8. TERM AND TERMINATION
This Agreement shall commence on the Effective Date and will remain in effect until terminated pursuant to this Section 13 (the, “Term"). Either party may terminate this Agreement at any time, for any reason, or for no reason including, but not limited to, if Licensee violates any provision of this Agreement. Any termination of this Agreement shall also terminate the licenses granted to Licensee hereunder. Upon termination of this Agreement for any reason, Licensee shall cease using, and either return to Engineering Director, or destroy and remove from all computers, hard drives, networks, and other storage media, all copies of any materials licensed pursuant to this Agreement and any Confidential Information in Licensee’s possession, and shall certify to Engineering Director that such actions have occurred.
9. ASSIGNMENT; ENTIRE AGREEMENT; REVISIONS
Licensee may not, directly or indirectly, by operation of law or otherwise, assign all or any part of this Agreement or Licensee’s rights under this Agreement or delegate performance of Licensee’s duties under this Agreement without Engineering Director’s prior consent, which consent will not be unreasonably withheld.
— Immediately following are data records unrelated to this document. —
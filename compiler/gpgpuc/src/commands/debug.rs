//! Debug commands: `lex` and `parse` for inspecting the front end.

use gpgpu_ir::LineIndex;
use gpgpu_parse::{parse_program, ParseError};

use super::read_file;
use crate::DriverError;

/// Lex a file and display the token stream.
pub fn lex_file(path: &str) -> Result<(), DriverError> {
    let content = read_file(path)?;
    let lines = LineIndex::new(&content);
    let tokens = gpgpu_lexer::lex(&content).map_err(|e| ParseError::from_lex(&e, &lines))?;

    println!("Tokens for '{}' ({} tokens):", path, tokens.len());
    for token in &tokens {
        println!("  {:?} @ {}", token.kind, token.span);
    }
    Ok(())
}

/// Parse a file and display AST counts.
pub fn parse_file(path: &str) -> Result<(), DriverError> {
    let content = read_file(path)?;
    let output = parse_program(&content)?;

    println!("Parse result for '{path}':");
    println!("  Statements: {}", output.program.body.len());
    println!("  Expressions: {}", output.arena.expr_count());
    println!("  Lines: {}", output.lines.line_count());
    Ok(())
}
//! Canonical data model shared by every component of the agent runtime.
//!
//! This crate has no async runtime dependency and no I/O — it exists so
//! that `agentry-llm`, `agentry-memory`, `agentry-tools` and
//! `agentry-agent` can all speak the same `Message`/`ToolCall`/`AgentError`
//! vocabulary without depending on each other.

pub mod error;
pub mod model;
pub mod schema;

pub use error::AgentError;
pub use model::{
    Conversation, EntityAction, EntityKind, HealthStatus, IterationRecord, MemoryEntry,
    MemoryKind, Message, ProviderHealth, RecentEntity, Role, TaskRecord, Timestamp, ToolCall,
    ToolResult, TokenUsage,
};
pub use schema::ToolSchema;
//! Anthropic Messages API adapter: content-block request/response shape,
//! `tool_use`/`tool_result` blocks, and SSE streaming over
//! `content_block_start`/`content_block_delta`/`content_block_stop`.

use std::time::Duration;

use agentry_core::{AgentError, Message, Role, ToolCall, ToolSchema, TokenUsage};
use agentry_llm::adapter::{AdapterCapabilities, ChatParams, LlmAdapter, StreamChunk, ToolCallAccumulator, ToolChoice};
use async_trait::async_trait;
use eventsource_stream::Eventsource;
use futures::stream::BoxStream;
use futures::StreamExt;
use serde::{Deserialize, Serialize};
use serde_json::{json, Value};

#[derive(Debug, Clone)]
pub struct AnthropicConfig {
    pub api_key: String,
    pub base_url: String,
    pub api_version: String,
    pub timeout: Duration,
}

impl AnthropicConfig {
    pub fn new(api_key: impl Into<String>) -> Self {
        Self {
            api_key: api_key.into(),
            base_url: "https://api.anthropic.com/v1".to_string(),
            api_version: "2023-06-01".to_string(),
            timeout: Duration::from_secs(120),
        }
    }
}

pub struct AnthropicAdapter {
    config: AnthropicConfig,
    http: reqwest::Client,
    max_context_tokens: u32,
}

impl AnthropicAdapter {
    pub fn new(config: AnthropicConfig) -> Self {
        let http = reqwest::Client::builder()
            .timeout(config.timeout)
            .build()
            .expect("reqwest client builds with static config");
        Self {
            config,
            http,
            max_context_tokens: 200_000,
        }
    }

    fn endpoint(&self, path: &str) -> String {
        format!("{}/{}", self.config.base_url.trim_end_matches('/'), path)
    }

    /// Anthropic pulls leading `system` messages out of the turn list into
    /// a top-level `system` field; everything else becomes `user`/`assistant`
    /// content blocks, with tool calls and tool results as their own block
    /// types rather than dedicated message roles.
    fn split_system_and_turns(&self, messages: &[Message]) -> (Option<String>, Vec<Value>) {
        let mut system_parts = Vec::new();
        let mut turns = Vec::new();

        for message in messages {
            match message.role {
                Role::System => system_parts.push(message.content.clone()),
                Role::User => turns.push(json!({
                    "role": "user",
                    "content": [{ "type": "text", "text": message.content }],
                })),
                Role::Assistant => {
                    let mut blocks = Vec::new();
                    if !message.content.is_empty() {
                        blocks.push(json!({ "type": "text", "text": message.content }));
                    }
                    for call in &message.tool_calls {
                        blocks.push(json!({
                            "type": "tool_use",
                            "id": call.id,
                            "name": call.name,
                            "input": call.arguments,
                        }));
                    }
                    turns.push(json!({ "role": "assistant", "content": blocks }));
                }
                Role::Tool => {
                    let tool_use_id = message.tool_call_id.clone().unwrap_or_default();
                    turns.push(json!({
                        "role": "user",
                        "content": [{
                            "type": "tool_result",
                            "tool_use_id": tool_use_id,
                            "content": message.content,
                        }],
                    }));
                }
            }
        }

        let system = if system_parts.is_empty() {
            None
        } else {
            Some(system_parts.join("\n\n"))
        };
        (system, turns)
    }

    fn request_body(&self, messages: &[Message], tools: &[ToolSchema], params: &ChatParams, stream: bool) -> Value {
        let (system, turns) = self.split_system_and_turns(messages);
        let mut body = json!({
            "model": params.model,
            "messages": turns,
            "max_tokens": params.max_tokens.unwrap_or(4096),
            "temperature": params.temperature,
            "stream": stream,
        });
        if let Some(system) = system {
            body["system"] = json!(system);
        }
        if !params.stop.is_empty() {
            body["stop_sequences"] = json!(params.stop);
        }
        if !tools.is_empty() {
            body["tools"] = json!(tools
                .iter()
                .map(|schema| json!({
                    "name": schema.name,
                    "description": schema.description,
                    "input_schema": schema.parameters,
                }))
                .collect::<Vec<_>>());
            body["tool_choice"] = tool_choice_json(&params.tool_choice);
        }
        body
    }
}

fn tool_choice_json(choice: &ToolChoice) -> Value {
    match choice {
        ToolChoice::Any => json!({ "type": "any" }),
        ToolChoice::Auto => json!({ "type": "auto" }),
        ToolChoice::None => json!({ "type": "auto" }),
        ToolChoice::Tool(name) => json!({ "type": "tool", "name": name }),
    }
}

#[derive(Debug, Deserialize)]
struct AnthropicResponse {
    content: Vec<AnthropicContentBlock>,
    usage: Option<AnthropicUsage>,
}

#[derive(Debug, Deserialize)]
struct AnthropicContentBlock {
    #[serde(rename = "type")]
    block_type: String,
    #[serde(default)]
    text: Option<String>,
    #[serde(default)]
    id: Option<String>,
    #[serde(default)]
    name: Option<String>,
    #[serde(default)]
    input: Option<Value>,
}

#[derive(Debug, Deserialize, Clone, Copy)]
struct AnthropicUsage {
    #[serde(default)]
    input_tokens: u32,
    #[serde(default)]
    output_tokens: u32,
}

#[derive(Debug, Deserialize)]
struct AnthropicErrorEnvelope {
    error: AnthropicErrorBody,
}

#[derive(Debug, Deserialize)]
struct AnthropicErrorBody {
    #[serde(rename = "type")]
    error_type: String,
    message: String,
}

async fn classify_http_error(status: reqwest::StatusCode, body: String) -> AgentError {
    let parsed = serde_json::from_str::<AnthropicErrorEnvelope>(&body).ok();
    let (error_type, message) = match parsed {
        Some(envelope) => (envelope.error.error_type, envelope.error.message),
        None => (String::new(), body),
    };

    match status.as_u16() {
        401 | 403 => AgentError::LlmInvalidRequest(format!("authentication failed: {message}")),
        400 if error_type == "invalid_request_error" && message.to_lowercase().contains("context") => {
            AgentError::LlmContextOverflow(message)
        }
        400 | 404 | 422 => AgentError::LlmInvalidRequest(message),
        429 => AgentError::LlmRateLimit {
            message,
            retry_after_secs: None,
        },
        500..=599 => AgentError::LlmUpstream5xx {
            status: status.as_u16(),
            message,
        },
        _ => AgentError::LlmResponseMalformed(message),
    }
}

fn to_agent_message(response: AnthropicResponse) -> Result<(Message, TokenUsage), AgentError> {
    let mut text = String::new();
    let mut tool_calls = Vec::new();

    for block in response.content {
        match block.block_type.as_str() {
            "text" => text.push_str(&block.text.unwrap_or_default()),
            "tool_use" => {
                tool_calls.push(ToolCall {
                    id: block.id.ok_or_else(|| AgentError::LlmResponseMalformed("tool_use block missing id".into()))?,
                    name: block
                        .name
                        .ok_or_else(|| AgentError::LlmResponseMalformed("tool_use block missing name".into()))?,
                    arguments: block.input.unwrap_or(Value::Object(Default::default())),
                });
            }
            _ => {}
        }
    }

    let usage = response
        .usage
        .map(|u| TokenUsage {
            input: u.input_tokens as u64,
            output: u.output_tokens as u64,
            cache_read: 0,
            cache_creation: 0,
            estimated_cost: 0.0,
        })
        .unwrap_or_default();

    Ok((Message::assistant(text, tool_calls, 0), usage))
}

#[derive(Debug, Deserialize)]
#[serde(tag = "type")]
enum AnthropicStreamEvent {
    #[serde(rename = "content_block_start")]
    ContentBlockStart {
        index: usize,
        content_block: AnthropicStreamBlockStart,
    },
    #[serde(rename = "content_block_delta")]
    ContentBlockDelta { index: usize, delta: AnthropicStreamDelta },
    #[serde(rename = "content_block_stop")]
    ContentBlockStop { index: usize },
    #[serde(rename = "message_delta")]
    MessageDelta {
        #[serde(default)]
        usage: Option<AnthropicUsage>,
    },
    #[serde(rename = "message_stop")]
    MessageStop,
    #[serde(other)]
    Other,
}

#[derive(Debug, Deserialize)]
struct AnthropicStreamBlockStart {
    #[serde(rename = "type")]
    block_type: String,
    #[serde(default)]
    id: Option<String>,
    #[serde(default)]
    name: Option<String>,
}

#[derive(Debug, Deserialize)]
#[serde(tag = "type")]
enum AnthropicStreamDelta {
    #[serde(rename = "text_delta")]
    TextDelta { text: String },
    #[serde(rename = "input_json_delta")]
    InputJsonDelta { partial_json: String },
    #[serde(other)]
    Other,
}

#[async_trait]
impl LlmAdapter for AnthropicAdapter {
    fn name(&self) -> &str {
        "anthropic"
    }

    fn capabilities(&self) -> AdapterCapabilities {
        AdapterCapabilities {
            supports_tools: true,
            supports_streaming: true,
            supports_system_role: true,
            max_context_tokens: self.max_context_tokens,
        }
    }

    async fn chat(
        &self,
        messages: &[Message],
        tools: &[ToolSchema],
        params: &ChatParams,
    ) -> Result<(Message, TokenUsage), AgentError> {
        let body = self.request_body(messages, tools, params, false);
        let response = self
            .http
            .post(self.endpoint("messages"))
            .header("x-api-key", &self.config.api_key)
            .header("anthropic-version", &self.config.api_version)
            .json(&body)
            .send()
            .await
            .map_err(|e| AgentError::LlmConnection(e.to_string()))?;

        let status = response.status();
        let raw = response
            .text()
            .await
            .map_err(|e| AgentError::LlmConnection(e.to_string()))?;

        if !status.is_success() {
            return Err(classify_http_error(status, raw).await);
        }

        let parsed: AnthropicResponse = serde_json::from_str(&raw)
            .map_err(|e| AgentError::LlmResponseMalformed(format!("{e}: {raw}")))?;
        to_agent_message(parsed)
    }

    async fn stream(
        &self,
        messages: &[Message],
        tools: &[ToolSchema],
        params: &ChatParams,
    ) -> Result<BoxStream<'static, Result<StreamChunk, AgentError>>, AgentError> {
        let body = self.request_body(messages, tools, params, true);
        let response = self
            .http
            .post(self.endpoint("messages"))
            .header("x-api-key", &self.config.api_key)
            .header("anthropic-version", &self.config.api_version)
            .json(&body)
            .send()
            .await
            .map_err(|e| AgentError::LlmConnection(e.to_string()))?;

        let status = response.status();
        if !status.is_success() {
            let raw = response
                .text()
                .await
                .map_err(|e| AgentError::LlmConnection(e.to_string()))?;
            return Err(classify_http_error(status, raw).await);
        }

        let mut byte_stream = response.bytes_stream().eventsource();
        let (tx, rx) = tokio::sync::mpsc::unbounded_channel::<Result<StreamChunk, AgentError>>();

        tokio::spawn(async move {
            let mut accumulator = ToolCallAccumulator::new();
            let mut index_to_id: std::collections::HashMap<usize, String> = std::collections::HashMap::new();

            while let Some(event) = byte_stream.next().await {
                let event = match event {
                    Ok(e) => e,
                    Err(e) => {
                        let _ = tx.send(Err(AgentError::LlmConnection(e.to_string())));
                        return;
                    }
                };
                if event.data.is_empty() {
                    continue;
                }
                let parsed: AnthropicStreamEvent = match serde_json::from_str(&event.data) {
                    Ok(e) => e,
                    Err(e) => {
                        let _ = tx.send(Err(AgentError::LlmResponseMalformed(e.to_string())));
                        return;
                    }
                };

                match parsed {
                    AnthropicStreamEvent::ContentBlockStart { index, content_block } => {
                        if content_block.block_type == "tool_use" {
                            let id = content_block.id.unwrap_or_default();
                            let name = content_block.name.unwrap_or_default();
                            index_to_id.insert(index, id.clone());
                            accumulator.start(&id, &name);
                            let _ = tx.send(Ok(StreamChunk::ToolCallStart { id, name }));
                        }
                    }
                    AnthropicStreamEvent::ContentBlockDelta { index, delta } => match delta {
                        AnthropicStreamDelta::TextDelta { text } => {
                            let _ = tx.send(Ok(StreamChunk::TextDelta(text)));
                        }
                        AnthropicStreamDelta::InputJsonDelta { partial_json } => {
                            if let Some(id) = index_to_id.get(&index) {
                                accumulator.delta(id, &partial_json);
                                let _ = tx.send(Ok(StreamChunk::ToolCallDelta {
                                    id: id.clone(),
                                    json_fragment: partial_json,
                                }));
                            }
                        }
                        AnthropicStreamDelta::Other => {}
                    },
                    AnthropicStreamEvent::ContentBlockStop { index } => {
                        if let Some(id) = index_to_id.remove(&index) {
                            let _ = tx.send(Ok(StreamChunk::ToolCallEnd { id }));
                        }
                    }
                    AnthropicStreamEvent::MessageDelta { usage } => {
                        if let Some(usage) = usage {
                            let _ = tx.send(Ok(StreamChunk::UsageReport(TokenUsage {
                                input: usage.input_tokens as u64,
                                output: usage.output_tokens as u64,
                                cache_read: 0,
                                cache_creation: 0,
                                estimated_cost: 0.0,
                            })));
                        }
                    }
                    AnthropicStreamEvent::MessageStop => {
                        let _ = tx.send(Ok(StreamChunk::Done));
                        return;
                    }
                    AnthropicStreamEvent::Other => {}
                }
            }
            let _ = tx.send(Ok(StreamChunk::Done));
        });

        let output_stream = futures::stream::unfold(rx, |mut rx| async { rx.recv().await.map(|item| (item, rx)) });
        Ok(Box::pin(output_stream))
    }
}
Engineering Director may, without Licensee’s consent, assign this Agreement to any Affiliate or in connection with any merger or change of control of Engineering Director or the sale of all or substantially all of its assets provided that any such successor agrees to fulfill its obligations pursuant to this Agreement. Subject to the foregoing restrictions, this Agreement will be fully binding upon, inure to the benefit of and be enforceable by the parties and their respective successors and assigns.
If any provision in this Agreement is held by a court of competent jurisdiction to be unenforceable, such provision shall be modified by the court and interpreted so as to best accomplish the original provision to the fullest extent permitted by law, and the remaining provisions of this Agreement shall remain in effect.
11. RELATIONSHIP OF THE PARTIES
This Agreement does not create a partnership, franchise, joint venture, agency, fiduciary or employment relationship among the parties.
All notices to be provided by Engineering Director to Licensee under this Agreement may be delivered in writing (a) by nationally recognized overnight delivery service (“Courier") or U.S. mail to the contact mailing address provided by Licensee to Engineering Director; or (b) electronic mail to the electronic mail address provided for the Account owner related to Your subscription to the Service. Licensee must give notice to Engineering Director in writing by Courier or U.S. Mail to the following address: Engineering Director, Inc., 807 Davis Street Evanston Illinois 60202. All notices shall be deemed to have been given immediately upon delivery by electronic mail, or if otherwise delivered upon receipt or, if earlier, two (2) business days after being deposited in the mail or with a Courier as permitted above.
13. GOVERNING LAW
This Agreement shall be governed by the laws of the State of Illinois, without reference to conflict of laws principles. Any disputes under this Agreement shall be resolved in a court of general jurisdiction in Illinois. You hereby expressly agree to submit to the exclusive personal jurisdiction of this jurisdiction for the purpose of resolving any dispute relating to this Agreement or access to or use of the Services by You, Agents or End Users.